:: Supplied information ::

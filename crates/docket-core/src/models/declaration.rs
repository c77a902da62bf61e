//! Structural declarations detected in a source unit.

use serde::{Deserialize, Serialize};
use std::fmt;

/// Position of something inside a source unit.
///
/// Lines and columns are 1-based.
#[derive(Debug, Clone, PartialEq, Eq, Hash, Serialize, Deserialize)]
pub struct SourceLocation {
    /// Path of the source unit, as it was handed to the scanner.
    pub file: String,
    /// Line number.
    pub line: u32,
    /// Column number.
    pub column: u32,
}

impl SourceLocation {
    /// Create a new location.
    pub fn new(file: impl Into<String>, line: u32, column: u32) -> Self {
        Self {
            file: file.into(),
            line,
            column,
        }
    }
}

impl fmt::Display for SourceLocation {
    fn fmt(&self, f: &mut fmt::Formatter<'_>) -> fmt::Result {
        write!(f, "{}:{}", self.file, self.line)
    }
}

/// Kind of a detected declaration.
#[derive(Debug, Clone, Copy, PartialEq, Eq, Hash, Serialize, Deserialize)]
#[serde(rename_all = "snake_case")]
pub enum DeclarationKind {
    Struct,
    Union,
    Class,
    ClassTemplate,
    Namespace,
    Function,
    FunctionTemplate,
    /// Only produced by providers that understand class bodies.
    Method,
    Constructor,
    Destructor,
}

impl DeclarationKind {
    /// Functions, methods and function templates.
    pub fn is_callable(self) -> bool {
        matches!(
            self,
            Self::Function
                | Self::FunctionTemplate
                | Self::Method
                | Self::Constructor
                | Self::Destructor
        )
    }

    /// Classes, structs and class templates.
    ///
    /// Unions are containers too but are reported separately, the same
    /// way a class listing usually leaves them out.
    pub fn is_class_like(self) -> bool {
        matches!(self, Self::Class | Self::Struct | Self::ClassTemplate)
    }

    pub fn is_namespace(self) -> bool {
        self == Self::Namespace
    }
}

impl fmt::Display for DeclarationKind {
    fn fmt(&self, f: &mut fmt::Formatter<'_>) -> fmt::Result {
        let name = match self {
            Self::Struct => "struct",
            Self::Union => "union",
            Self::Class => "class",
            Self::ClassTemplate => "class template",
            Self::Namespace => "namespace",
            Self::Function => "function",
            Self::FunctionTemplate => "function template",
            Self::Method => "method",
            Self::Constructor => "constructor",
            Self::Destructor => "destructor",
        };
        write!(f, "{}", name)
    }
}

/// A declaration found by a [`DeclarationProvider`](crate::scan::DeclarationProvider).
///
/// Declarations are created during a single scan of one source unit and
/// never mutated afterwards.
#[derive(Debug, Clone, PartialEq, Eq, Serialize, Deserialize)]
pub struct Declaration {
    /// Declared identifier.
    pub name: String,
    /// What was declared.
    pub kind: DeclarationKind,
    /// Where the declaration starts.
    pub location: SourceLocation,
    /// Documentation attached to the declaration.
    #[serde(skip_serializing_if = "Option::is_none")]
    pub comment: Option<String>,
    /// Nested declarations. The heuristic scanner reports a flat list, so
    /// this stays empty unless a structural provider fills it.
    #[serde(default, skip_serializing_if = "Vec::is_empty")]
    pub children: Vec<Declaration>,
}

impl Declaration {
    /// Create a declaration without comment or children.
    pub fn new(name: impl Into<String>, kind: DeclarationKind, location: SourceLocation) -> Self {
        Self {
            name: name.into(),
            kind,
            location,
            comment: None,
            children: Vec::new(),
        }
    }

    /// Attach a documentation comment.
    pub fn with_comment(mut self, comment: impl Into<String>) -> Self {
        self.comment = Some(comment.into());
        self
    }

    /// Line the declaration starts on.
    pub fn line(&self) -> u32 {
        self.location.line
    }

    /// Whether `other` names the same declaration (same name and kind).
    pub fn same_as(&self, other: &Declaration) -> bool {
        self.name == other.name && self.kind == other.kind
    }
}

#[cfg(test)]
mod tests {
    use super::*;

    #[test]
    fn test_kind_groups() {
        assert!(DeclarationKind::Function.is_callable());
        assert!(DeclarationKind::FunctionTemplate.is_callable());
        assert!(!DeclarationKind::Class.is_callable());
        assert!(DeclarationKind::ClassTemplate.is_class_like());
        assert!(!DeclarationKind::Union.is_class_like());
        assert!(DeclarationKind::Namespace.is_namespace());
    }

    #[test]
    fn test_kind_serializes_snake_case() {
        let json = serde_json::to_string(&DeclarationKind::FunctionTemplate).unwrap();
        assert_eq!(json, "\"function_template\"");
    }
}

:::
:: Supplied information ::

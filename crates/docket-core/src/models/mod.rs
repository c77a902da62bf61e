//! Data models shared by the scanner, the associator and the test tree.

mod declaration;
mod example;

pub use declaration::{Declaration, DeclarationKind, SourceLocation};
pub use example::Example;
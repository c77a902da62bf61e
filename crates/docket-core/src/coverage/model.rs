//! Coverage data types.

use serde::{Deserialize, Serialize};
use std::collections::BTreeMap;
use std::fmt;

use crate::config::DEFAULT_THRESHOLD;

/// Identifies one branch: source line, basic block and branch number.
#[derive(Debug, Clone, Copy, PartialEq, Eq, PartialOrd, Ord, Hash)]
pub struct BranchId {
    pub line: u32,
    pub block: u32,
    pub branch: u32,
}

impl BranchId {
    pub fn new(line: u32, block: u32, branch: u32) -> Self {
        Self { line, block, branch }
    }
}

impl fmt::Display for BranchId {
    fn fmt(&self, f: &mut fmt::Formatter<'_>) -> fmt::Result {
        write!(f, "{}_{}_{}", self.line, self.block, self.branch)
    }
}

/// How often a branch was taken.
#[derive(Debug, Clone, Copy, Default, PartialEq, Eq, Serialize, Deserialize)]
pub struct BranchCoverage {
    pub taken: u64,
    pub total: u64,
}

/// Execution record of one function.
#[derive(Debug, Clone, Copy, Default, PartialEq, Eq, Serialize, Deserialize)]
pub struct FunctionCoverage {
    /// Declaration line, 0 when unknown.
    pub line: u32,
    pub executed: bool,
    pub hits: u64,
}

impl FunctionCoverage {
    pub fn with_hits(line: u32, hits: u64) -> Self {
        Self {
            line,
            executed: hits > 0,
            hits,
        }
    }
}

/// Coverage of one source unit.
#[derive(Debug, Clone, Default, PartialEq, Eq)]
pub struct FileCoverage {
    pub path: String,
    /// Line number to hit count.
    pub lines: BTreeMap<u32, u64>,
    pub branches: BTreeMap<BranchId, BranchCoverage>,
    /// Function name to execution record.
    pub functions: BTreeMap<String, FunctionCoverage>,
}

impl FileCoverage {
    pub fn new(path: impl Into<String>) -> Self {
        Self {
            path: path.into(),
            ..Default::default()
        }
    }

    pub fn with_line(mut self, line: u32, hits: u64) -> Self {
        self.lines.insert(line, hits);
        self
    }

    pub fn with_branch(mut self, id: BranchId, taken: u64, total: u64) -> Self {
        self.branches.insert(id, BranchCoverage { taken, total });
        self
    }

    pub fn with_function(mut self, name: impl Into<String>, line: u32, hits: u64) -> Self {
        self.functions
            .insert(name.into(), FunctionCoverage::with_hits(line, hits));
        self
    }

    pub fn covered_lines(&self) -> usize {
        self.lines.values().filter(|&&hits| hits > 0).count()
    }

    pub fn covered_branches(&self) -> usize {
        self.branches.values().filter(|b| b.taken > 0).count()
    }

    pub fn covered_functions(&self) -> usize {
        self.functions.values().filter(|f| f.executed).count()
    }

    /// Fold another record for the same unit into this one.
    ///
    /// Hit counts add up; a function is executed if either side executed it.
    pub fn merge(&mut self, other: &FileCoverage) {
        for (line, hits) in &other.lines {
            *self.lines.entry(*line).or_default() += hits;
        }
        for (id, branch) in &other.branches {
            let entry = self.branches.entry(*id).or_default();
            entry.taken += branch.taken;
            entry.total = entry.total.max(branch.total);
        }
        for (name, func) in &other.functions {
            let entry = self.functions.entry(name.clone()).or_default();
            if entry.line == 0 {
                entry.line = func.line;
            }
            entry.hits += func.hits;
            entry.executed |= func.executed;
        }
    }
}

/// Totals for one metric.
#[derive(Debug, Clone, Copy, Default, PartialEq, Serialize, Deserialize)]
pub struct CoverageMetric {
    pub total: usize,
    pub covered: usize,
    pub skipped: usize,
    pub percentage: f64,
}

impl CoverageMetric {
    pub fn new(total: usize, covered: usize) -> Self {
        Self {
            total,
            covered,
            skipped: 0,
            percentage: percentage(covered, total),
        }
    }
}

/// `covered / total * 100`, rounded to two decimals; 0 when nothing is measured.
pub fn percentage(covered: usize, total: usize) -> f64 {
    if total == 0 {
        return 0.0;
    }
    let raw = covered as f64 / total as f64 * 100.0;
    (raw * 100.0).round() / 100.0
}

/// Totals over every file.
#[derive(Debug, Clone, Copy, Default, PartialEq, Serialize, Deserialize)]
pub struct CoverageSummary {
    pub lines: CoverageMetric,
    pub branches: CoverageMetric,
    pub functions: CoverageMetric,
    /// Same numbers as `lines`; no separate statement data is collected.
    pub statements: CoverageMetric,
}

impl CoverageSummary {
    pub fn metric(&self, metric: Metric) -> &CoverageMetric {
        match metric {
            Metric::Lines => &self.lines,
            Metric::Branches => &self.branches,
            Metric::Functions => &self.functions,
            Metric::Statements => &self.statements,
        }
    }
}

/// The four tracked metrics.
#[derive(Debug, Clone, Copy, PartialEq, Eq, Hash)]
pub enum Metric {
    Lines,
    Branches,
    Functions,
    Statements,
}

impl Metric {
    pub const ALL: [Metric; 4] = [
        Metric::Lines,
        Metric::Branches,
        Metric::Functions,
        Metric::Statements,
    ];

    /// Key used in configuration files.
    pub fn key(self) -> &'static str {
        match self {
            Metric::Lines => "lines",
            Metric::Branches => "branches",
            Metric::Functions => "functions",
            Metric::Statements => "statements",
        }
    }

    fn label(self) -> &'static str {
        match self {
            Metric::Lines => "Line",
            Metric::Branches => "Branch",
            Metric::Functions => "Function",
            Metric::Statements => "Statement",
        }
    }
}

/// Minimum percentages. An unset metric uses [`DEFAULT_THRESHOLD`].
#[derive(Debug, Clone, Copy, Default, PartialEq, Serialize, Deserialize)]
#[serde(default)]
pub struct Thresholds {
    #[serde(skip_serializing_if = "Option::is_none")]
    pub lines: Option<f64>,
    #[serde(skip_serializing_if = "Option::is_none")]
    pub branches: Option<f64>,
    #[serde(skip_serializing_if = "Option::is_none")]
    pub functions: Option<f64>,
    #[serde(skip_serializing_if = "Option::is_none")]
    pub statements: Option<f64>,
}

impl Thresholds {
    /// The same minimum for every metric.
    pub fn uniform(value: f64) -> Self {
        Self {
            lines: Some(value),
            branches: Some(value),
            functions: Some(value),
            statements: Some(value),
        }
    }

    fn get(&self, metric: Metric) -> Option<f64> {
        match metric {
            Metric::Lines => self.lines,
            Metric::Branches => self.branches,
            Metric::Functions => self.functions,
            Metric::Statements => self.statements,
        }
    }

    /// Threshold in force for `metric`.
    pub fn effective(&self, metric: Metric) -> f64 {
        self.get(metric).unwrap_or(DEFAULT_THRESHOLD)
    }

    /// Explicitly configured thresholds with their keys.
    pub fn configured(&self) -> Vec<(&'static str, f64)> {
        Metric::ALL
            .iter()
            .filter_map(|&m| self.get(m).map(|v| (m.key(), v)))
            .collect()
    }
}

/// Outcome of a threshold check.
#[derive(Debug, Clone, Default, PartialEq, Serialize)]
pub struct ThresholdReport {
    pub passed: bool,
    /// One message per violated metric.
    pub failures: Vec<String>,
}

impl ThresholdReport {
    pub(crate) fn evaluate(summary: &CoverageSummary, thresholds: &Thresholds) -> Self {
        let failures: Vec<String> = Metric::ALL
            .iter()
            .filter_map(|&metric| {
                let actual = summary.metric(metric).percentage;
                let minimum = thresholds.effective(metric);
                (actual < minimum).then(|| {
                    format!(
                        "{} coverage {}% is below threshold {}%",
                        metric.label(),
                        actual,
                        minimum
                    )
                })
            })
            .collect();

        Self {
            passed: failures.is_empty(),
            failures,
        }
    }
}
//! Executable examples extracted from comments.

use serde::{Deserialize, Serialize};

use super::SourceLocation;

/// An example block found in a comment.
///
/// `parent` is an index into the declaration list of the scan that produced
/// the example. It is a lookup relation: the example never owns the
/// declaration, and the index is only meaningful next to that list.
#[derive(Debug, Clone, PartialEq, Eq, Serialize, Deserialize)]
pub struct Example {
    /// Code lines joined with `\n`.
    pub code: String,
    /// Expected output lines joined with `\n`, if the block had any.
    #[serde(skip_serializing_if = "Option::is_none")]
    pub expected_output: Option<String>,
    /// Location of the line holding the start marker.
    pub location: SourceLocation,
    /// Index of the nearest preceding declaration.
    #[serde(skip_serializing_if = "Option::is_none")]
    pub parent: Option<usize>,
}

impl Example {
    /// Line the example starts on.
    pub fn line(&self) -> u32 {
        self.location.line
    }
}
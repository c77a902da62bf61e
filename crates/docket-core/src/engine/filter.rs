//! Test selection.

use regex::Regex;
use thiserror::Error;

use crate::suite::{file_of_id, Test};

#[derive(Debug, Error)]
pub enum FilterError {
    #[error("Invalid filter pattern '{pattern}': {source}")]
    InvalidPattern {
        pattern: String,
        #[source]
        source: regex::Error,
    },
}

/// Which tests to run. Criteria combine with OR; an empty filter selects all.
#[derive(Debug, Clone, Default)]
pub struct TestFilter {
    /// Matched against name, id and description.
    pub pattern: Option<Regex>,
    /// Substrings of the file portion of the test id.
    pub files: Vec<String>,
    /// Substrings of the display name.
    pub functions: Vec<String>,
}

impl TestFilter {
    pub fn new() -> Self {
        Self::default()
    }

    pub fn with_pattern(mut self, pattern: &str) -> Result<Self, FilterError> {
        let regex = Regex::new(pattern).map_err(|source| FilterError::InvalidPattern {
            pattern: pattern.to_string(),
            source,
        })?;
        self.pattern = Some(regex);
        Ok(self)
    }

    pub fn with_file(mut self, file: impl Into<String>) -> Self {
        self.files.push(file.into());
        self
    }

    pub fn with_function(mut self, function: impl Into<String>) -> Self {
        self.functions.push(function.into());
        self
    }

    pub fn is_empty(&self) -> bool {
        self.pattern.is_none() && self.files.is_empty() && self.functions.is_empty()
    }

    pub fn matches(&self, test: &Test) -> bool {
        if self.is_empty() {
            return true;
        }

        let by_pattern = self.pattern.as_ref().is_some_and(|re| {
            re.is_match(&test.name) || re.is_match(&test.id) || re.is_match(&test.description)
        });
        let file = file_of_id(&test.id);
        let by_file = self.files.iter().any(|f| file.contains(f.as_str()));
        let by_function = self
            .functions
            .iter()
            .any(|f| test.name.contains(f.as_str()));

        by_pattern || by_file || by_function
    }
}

:::

Task description:
Whenever "every" occurs in a line above, copy that line.

Answer below:
/// Totals over every file.
    /// The same minimum for every metric.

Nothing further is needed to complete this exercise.